What you need to do: Each line of the records that includes "reqwest" should be found and copied.

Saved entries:
______
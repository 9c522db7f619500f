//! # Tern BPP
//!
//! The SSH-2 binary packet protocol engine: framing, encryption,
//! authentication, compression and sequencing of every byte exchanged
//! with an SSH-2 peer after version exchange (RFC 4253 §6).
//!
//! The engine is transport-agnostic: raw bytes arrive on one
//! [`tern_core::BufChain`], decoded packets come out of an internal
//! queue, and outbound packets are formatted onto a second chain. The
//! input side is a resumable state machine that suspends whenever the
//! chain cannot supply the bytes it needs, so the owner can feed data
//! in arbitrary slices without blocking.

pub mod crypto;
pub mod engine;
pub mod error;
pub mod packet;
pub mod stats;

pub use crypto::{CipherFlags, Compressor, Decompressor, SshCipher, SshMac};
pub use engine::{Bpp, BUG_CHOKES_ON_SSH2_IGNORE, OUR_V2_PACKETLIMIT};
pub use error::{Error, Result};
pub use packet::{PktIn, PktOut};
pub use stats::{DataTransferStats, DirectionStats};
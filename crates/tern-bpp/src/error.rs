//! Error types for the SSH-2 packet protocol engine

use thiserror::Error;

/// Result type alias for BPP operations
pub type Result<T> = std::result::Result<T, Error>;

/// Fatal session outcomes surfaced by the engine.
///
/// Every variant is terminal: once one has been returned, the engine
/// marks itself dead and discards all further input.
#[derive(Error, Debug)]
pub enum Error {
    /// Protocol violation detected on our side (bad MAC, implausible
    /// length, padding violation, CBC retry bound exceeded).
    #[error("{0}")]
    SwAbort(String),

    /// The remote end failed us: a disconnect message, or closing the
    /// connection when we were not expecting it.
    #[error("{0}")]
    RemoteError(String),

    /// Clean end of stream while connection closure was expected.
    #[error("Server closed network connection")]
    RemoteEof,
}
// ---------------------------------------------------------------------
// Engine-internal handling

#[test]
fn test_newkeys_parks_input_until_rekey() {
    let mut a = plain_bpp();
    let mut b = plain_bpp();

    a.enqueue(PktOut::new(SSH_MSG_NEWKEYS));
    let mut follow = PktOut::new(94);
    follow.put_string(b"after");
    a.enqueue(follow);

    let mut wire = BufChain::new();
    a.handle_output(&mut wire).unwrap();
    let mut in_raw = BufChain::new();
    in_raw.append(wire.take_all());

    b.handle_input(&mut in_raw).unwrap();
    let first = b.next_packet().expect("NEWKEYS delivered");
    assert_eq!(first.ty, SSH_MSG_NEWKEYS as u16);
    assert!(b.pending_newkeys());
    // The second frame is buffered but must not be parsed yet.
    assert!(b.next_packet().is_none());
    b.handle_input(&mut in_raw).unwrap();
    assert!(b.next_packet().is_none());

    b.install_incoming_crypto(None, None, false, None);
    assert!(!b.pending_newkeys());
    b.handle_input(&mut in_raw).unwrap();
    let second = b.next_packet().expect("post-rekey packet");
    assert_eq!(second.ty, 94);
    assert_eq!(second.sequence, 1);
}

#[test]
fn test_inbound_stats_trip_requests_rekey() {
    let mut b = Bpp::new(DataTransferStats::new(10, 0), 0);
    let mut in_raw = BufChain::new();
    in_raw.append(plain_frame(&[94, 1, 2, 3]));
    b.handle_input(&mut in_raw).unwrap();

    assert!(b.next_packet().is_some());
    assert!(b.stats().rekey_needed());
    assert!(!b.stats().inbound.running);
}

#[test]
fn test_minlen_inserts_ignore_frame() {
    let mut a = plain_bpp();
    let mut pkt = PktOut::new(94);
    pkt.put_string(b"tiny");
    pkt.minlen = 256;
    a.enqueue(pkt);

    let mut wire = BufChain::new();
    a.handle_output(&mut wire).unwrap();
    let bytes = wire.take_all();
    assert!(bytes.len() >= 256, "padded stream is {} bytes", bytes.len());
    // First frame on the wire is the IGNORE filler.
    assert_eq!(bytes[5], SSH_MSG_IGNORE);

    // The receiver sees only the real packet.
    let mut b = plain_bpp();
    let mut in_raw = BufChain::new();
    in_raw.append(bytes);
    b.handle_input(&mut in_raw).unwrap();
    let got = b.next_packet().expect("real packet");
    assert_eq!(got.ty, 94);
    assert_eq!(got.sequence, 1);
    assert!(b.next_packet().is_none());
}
______
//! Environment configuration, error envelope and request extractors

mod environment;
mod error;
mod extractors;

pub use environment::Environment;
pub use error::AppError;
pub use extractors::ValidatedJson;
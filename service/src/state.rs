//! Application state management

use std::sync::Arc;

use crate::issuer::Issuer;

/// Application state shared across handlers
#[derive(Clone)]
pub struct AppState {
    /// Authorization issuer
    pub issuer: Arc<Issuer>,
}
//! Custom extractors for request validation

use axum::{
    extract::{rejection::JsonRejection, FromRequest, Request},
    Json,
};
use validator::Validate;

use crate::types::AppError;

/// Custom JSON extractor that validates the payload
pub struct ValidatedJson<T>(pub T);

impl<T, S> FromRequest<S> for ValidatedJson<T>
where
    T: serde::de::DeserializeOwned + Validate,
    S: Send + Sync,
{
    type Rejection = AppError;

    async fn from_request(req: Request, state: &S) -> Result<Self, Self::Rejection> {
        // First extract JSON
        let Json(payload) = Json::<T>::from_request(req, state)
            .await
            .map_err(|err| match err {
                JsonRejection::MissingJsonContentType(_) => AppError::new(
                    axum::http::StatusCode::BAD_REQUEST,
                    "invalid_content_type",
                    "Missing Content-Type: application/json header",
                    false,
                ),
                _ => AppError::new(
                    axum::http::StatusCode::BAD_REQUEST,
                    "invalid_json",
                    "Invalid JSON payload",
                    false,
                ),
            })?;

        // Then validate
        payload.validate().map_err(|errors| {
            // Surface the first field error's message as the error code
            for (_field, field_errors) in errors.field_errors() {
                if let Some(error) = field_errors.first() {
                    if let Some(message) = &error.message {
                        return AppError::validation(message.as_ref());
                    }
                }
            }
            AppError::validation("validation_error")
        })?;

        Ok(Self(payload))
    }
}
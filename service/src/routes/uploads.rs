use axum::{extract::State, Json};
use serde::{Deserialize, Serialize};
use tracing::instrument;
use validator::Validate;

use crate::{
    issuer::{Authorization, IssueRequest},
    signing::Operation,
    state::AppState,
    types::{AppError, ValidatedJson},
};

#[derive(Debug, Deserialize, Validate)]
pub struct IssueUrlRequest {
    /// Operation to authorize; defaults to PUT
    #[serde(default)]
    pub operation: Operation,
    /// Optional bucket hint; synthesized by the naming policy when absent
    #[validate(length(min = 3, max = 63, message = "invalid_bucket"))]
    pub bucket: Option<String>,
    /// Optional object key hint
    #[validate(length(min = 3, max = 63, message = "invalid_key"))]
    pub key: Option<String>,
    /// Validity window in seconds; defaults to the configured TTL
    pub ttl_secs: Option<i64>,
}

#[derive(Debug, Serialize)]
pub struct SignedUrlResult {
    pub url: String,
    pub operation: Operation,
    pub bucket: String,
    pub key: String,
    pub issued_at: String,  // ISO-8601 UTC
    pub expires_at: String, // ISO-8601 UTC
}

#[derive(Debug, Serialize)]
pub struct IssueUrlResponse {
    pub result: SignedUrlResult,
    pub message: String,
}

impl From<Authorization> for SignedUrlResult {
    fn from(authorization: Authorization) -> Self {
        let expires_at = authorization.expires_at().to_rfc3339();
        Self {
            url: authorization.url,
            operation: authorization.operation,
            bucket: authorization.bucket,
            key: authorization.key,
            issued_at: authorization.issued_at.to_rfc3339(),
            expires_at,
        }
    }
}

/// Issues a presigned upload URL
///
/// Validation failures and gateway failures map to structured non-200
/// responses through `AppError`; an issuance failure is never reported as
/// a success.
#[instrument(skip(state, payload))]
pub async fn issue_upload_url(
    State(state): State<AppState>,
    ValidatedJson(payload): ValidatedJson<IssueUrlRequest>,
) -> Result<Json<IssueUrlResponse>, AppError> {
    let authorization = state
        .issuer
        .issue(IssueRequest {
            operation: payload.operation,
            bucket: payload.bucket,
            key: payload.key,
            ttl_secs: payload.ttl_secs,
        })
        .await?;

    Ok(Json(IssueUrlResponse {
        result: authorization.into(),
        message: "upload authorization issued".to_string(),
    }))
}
______
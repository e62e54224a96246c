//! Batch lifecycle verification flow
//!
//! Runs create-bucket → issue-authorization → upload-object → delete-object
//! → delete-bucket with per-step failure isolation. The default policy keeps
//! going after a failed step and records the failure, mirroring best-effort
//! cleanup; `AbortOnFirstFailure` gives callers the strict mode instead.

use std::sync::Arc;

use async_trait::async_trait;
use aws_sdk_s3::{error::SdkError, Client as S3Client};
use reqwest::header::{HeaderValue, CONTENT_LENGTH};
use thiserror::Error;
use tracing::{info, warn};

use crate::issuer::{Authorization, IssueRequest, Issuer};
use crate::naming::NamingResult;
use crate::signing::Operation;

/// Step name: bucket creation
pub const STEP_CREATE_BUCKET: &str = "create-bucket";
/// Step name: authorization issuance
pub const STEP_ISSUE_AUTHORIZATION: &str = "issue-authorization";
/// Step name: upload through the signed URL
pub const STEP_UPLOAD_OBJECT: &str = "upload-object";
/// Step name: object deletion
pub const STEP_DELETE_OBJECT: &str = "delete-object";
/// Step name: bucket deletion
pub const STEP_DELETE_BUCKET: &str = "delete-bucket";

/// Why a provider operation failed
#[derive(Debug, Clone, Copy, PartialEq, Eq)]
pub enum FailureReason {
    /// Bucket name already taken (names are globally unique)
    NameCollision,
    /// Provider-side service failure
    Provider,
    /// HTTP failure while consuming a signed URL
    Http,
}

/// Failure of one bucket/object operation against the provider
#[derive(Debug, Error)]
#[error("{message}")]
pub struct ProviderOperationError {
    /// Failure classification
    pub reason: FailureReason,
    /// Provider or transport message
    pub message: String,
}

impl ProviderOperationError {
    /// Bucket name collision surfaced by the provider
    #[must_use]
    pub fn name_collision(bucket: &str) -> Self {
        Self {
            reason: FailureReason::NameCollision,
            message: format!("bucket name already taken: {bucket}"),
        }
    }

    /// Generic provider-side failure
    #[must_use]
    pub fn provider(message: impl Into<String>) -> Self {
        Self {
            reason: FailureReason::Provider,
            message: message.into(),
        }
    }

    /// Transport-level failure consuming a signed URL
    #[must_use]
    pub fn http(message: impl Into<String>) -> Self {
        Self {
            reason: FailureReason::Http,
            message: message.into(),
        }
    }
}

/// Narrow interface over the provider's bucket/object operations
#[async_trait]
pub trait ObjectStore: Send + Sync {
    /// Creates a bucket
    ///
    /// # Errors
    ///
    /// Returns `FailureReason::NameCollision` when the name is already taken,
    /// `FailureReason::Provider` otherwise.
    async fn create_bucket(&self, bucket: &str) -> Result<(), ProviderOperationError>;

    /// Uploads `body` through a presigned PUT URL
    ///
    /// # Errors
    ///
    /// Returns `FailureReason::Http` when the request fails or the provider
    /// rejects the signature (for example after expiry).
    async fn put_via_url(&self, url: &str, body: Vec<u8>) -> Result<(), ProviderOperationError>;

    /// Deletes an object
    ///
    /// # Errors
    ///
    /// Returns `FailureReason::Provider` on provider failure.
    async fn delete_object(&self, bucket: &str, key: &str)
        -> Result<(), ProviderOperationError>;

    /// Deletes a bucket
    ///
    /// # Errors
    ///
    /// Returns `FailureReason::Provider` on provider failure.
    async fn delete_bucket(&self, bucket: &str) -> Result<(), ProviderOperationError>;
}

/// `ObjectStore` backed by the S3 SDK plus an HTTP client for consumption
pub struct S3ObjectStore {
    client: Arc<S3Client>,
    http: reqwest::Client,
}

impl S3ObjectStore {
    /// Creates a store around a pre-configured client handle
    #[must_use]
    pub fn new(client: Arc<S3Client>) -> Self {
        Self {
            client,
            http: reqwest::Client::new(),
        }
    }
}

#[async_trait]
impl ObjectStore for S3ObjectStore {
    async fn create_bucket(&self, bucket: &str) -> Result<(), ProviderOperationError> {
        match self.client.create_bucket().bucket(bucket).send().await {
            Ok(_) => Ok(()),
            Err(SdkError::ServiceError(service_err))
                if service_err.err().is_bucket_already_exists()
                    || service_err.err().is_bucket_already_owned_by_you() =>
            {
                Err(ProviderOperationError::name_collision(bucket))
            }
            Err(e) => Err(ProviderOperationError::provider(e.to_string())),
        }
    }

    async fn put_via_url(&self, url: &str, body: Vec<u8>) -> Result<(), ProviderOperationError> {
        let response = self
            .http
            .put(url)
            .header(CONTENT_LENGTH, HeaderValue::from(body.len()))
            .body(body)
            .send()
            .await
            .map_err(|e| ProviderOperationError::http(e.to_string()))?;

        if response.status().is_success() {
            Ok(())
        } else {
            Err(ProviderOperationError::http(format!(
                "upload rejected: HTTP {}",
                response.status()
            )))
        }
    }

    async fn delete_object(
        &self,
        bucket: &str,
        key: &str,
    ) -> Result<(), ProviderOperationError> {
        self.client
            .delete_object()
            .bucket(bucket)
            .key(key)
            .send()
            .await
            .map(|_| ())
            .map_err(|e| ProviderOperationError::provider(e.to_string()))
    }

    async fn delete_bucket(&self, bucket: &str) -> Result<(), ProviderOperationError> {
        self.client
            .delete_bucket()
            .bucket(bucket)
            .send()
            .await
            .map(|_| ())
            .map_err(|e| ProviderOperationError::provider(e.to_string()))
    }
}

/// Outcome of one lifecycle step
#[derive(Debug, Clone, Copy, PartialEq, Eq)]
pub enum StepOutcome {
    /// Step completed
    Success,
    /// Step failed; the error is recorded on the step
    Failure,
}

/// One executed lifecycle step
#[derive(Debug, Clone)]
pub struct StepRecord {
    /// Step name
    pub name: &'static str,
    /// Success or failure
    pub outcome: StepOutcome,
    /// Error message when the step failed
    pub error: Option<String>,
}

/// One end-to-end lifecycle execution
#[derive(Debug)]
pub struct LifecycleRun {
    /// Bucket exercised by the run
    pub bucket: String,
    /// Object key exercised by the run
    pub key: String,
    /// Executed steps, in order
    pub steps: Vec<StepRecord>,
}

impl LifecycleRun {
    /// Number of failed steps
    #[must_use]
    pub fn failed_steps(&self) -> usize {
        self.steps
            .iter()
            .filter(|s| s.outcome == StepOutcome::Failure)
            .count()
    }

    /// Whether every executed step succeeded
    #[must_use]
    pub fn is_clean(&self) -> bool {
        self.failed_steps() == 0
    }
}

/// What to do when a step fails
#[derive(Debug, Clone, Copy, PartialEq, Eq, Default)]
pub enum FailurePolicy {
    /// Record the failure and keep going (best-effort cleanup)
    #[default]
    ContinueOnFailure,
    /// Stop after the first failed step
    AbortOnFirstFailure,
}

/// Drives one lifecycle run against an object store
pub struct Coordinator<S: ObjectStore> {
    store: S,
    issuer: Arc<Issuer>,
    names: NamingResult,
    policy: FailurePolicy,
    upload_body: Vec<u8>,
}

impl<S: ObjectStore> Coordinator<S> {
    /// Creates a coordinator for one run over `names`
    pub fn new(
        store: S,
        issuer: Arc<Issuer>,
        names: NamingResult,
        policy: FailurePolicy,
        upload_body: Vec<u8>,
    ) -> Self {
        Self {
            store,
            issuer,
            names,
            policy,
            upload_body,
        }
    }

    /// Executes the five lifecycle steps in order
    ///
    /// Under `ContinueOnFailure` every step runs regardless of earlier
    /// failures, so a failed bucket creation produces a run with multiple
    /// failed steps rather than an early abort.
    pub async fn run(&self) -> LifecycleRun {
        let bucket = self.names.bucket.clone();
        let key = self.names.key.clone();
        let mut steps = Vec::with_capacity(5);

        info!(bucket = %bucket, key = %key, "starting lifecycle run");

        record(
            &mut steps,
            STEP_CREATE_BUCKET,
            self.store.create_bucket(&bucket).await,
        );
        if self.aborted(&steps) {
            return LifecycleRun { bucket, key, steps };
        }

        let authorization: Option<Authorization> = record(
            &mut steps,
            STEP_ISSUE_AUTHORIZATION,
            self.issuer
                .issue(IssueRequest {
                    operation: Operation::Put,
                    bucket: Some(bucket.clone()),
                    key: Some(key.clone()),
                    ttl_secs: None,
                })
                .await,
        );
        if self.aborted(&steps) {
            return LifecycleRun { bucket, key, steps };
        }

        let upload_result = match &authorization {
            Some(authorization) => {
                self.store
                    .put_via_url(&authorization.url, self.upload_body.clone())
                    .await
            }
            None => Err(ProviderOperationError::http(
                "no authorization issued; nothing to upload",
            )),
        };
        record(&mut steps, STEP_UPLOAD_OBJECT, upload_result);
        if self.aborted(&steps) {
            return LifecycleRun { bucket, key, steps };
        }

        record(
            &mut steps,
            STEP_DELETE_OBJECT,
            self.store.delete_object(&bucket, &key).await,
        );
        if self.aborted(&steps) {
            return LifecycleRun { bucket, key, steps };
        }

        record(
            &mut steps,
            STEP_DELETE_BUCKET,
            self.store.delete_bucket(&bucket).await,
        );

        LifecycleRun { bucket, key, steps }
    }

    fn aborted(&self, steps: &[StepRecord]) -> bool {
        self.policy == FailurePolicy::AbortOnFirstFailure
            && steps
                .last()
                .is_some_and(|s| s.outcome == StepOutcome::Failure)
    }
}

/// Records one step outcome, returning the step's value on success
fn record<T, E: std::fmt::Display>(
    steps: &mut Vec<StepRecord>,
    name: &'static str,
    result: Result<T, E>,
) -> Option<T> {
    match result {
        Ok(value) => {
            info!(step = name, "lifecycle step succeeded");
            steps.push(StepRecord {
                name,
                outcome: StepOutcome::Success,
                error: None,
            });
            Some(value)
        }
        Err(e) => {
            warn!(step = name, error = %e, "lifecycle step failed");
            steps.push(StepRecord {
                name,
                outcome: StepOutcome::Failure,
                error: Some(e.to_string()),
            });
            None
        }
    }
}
______
Solved problem:
use reqwest::header::{HeaderValue, CONTENT_LENGTH};
    http: reqwest::Client,
            http: reqwest::Client::new(),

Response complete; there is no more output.